_PROBLEM DESCRIPTION:_
A single number is needed: how many lines of the data hold the word "struct".

_INFORMATION GIVEN:_
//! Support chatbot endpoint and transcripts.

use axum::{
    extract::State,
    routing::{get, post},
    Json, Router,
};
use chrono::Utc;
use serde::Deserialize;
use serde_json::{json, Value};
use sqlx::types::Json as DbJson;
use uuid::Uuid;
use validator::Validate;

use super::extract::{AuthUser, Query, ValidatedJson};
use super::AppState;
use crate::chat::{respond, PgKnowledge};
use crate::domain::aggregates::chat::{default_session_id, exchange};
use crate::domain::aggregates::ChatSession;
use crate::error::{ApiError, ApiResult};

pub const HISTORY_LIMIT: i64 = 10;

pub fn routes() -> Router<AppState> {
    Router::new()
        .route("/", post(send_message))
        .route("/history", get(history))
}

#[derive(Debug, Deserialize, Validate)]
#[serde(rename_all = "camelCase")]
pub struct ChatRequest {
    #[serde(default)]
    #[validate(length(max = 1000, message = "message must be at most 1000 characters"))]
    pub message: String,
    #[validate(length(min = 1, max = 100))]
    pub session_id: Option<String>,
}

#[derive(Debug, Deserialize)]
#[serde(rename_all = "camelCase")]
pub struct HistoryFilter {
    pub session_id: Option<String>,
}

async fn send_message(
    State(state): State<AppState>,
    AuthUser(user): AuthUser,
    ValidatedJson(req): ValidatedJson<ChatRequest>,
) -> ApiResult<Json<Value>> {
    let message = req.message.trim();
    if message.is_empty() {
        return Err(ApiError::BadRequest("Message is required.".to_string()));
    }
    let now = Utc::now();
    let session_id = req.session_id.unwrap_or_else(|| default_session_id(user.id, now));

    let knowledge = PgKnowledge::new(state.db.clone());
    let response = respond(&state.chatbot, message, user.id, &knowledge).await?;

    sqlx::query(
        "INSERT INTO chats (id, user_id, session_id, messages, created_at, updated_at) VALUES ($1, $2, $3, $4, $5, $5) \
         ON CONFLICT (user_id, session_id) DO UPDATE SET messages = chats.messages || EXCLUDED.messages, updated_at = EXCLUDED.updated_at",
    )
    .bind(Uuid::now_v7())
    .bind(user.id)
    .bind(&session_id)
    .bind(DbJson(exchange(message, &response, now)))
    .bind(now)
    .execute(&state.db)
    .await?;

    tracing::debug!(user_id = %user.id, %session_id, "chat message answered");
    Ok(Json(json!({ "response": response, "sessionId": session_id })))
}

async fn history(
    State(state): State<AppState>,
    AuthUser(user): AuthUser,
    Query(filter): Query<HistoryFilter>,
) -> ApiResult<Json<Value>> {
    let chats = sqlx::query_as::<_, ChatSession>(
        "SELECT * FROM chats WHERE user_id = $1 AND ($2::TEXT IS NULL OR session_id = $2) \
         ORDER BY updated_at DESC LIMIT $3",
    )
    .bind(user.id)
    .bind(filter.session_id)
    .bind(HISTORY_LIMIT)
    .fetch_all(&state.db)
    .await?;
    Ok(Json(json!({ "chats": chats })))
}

_SOLUTION FOR THIS PROBLEM:_
2